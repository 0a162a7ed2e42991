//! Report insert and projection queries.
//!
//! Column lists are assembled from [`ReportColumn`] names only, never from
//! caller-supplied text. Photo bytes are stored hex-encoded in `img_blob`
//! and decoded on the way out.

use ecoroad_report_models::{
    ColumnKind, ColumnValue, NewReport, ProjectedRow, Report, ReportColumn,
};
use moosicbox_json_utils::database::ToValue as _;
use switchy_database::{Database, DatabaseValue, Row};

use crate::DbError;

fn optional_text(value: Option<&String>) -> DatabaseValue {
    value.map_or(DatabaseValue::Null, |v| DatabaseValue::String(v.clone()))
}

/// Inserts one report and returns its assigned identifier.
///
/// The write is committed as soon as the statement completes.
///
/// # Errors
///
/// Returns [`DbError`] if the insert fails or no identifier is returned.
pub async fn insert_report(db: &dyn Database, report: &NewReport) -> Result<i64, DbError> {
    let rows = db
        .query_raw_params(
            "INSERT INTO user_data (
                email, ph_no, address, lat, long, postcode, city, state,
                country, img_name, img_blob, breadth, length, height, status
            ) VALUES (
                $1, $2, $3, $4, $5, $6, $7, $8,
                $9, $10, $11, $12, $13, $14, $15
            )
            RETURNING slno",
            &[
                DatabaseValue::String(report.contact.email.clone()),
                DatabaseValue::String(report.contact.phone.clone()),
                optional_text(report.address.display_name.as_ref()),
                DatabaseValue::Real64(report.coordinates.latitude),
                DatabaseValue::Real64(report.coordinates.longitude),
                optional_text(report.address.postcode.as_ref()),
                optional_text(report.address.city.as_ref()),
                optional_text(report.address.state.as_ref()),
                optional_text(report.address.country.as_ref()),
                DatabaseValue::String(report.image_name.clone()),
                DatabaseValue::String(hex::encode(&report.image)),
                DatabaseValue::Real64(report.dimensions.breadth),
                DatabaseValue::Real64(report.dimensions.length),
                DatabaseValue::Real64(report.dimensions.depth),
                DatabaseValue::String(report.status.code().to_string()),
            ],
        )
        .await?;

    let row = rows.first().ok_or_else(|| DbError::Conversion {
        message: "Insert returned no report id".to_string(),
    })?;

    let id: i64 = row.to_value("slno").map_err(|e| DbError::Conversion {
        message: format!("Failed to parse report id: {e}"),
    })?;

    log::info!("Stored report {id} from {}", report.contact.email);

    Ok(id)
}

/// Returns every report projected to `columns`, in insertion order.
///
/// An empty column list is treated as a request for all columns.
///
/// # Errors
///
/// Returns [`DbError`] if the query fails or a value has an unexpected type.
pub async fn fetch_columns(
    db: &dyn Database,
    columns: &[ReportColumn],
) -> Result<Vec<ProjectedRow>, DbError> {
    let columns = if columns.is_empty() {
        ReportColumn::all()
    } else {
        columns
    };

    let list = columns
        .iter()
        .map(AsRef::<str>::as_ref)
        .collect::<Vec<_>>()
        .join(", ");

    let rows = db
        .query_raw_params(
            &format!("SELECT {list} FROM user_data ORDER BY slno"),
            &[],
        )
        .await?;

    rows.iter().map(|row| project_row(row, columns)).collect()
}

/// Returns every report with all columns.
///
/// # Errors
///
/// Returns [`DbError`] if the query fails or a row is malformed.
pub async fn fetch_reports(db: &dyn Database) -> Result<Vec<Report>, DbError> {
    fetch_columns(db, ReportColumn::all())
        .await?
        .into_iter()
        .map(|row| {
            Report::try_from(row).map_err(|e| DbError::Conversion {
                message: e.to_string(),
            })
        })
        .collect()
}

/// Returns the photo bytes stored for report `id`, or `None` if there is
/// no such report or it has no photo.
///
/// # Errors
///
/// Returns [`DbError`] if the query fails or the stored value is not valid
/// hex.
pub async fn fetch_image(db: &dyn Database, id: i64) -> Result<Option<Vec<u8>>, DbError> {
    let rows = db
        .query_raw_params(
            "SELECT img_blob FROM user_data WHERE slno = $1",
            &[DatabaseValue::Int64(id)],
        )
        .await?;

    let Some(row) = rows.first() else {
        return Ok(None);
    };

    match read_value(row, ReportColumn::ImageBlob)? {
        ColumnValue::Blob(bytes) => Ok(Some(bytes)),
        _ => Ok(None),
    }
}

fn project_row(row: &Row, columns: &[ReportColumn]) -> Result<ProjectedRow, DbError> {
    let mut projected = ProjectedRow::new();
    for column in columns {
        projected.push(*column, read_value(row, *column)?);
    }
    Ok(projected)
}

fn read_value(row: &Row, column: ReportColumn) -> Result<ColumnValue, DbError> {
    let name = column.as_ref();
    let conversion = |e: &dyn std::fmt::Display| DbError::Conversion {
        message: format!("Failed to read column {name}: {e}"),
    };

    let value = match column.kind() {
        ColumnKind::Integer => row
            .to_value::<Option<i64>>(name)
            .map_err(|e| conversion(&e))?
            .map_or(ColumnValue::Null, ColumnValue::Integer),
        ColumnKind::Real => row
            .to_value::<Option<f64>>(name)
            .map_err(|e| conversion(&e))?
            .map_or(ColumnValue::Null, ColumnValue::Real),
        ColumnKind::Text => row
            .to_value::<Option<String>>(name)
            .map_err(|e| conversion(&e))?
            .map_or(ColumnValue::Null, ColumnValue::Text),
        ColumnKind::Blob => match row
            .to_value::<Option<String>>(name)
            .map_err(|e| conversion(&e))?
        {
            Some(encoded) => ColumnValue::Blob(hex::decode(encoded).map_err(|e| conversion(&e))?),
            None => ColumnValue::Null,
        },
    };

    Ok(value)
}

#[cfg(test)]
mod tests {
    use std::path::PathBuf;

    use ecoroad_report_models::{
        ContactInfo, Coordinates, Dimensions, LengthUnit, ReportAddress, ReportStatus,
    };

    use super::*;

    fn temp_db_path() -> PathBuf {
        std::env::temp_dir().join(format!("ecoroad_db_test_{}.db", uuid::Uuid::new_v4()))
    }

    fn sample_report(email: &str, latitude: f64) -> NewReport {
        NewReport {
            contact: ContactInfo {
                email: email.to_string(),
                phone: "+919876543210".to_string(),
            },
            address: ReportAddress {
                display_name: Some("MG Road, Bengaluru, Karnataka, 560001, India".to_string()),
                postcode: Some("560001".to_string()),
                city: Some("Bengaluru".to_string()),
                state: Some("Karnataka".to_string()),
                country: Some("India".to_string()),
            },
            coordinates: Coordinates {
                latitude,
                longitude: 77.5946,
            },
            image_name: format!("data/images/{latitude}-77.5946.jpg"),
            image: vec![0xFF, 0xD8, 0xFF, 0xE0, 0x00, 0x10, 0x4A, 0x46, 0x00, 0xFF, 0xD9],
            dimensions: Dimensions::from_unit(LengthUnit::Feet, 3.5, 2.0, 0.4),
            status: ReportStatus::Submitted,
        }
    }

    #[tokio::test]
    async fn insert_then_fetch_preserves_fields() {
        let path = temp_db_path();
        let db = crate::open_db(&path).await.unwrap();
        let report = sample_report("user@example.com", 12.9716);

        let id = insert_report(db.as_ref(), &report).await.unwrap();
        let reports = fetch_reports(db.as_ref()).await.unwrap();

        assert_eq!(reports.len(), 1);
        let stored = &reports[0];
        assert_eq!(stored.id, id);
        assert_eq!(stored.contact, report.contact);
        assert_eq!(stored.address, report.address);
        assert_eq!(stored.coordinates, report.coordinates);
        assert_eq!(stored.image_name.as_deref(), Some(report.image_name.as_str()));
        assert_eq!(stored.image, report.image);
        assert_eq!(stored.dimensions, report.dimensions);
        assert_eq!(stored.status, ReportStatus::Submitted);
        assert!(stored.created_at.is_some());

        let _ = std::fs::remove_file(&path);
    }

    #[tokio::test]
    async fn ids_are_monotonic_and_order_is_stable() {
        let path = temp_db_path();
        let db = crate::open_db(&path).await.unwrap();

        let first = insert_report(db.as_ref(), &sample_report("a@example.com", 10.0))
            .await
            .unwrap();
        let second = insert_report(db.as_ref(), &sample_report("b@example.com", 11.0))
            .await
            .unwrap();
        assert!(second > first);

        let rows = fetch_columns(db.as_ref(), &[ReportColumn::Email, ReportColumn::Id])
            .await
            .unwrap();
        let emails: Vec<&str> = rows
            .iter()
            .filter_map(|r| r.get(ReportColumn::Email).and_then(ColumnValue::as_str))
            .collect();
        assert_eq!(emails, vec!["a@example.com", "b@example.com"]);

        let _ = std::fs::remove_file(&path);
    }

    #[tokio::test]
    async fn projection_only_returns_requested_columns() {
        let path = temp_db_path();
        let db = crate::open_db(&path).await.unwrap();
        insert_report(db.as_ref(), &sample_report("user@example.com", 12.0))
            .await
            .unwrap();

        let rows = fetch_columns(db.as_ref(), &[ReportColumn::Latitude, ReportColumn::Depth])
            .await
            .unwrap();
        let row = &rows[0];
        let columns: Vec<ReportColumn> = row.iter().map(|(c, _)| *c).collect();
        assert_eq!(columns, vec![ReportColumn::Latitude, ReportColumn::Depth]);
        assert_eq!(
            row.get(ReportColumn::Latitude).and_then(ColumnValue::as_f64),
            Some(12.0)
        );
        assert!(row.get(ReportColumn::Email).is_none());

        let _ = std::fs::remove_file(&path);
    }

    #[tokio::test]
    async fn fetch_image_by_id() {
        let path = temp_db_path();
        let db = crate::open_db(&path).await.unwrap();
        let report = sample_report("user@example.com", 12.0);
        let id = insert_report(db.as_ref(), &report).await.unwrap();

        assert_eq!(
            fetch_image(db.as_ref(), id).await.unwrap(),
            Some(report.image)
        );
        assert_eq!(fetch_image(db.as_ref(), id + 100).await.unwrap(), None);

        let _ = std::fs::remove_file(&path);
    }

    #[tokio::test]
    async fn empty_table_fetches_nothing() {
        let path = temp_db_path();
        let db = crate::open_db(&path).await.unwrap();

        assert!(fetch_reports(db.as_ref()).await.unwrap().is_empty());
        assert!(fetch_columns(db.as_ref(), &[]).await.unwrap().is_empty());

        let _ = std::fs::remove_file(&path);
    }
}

--------------------------------------------------

ASSIGNED TASK: Search the entries for the word "Karnataka", then list each line that holds it.

SOLUTION FOR THIS PROBLEM:
                display_name: Some("MG Road, Bengaluru, Karnataka, 560001, India".to_string()),
                state: Some("Karnataka".to_string()),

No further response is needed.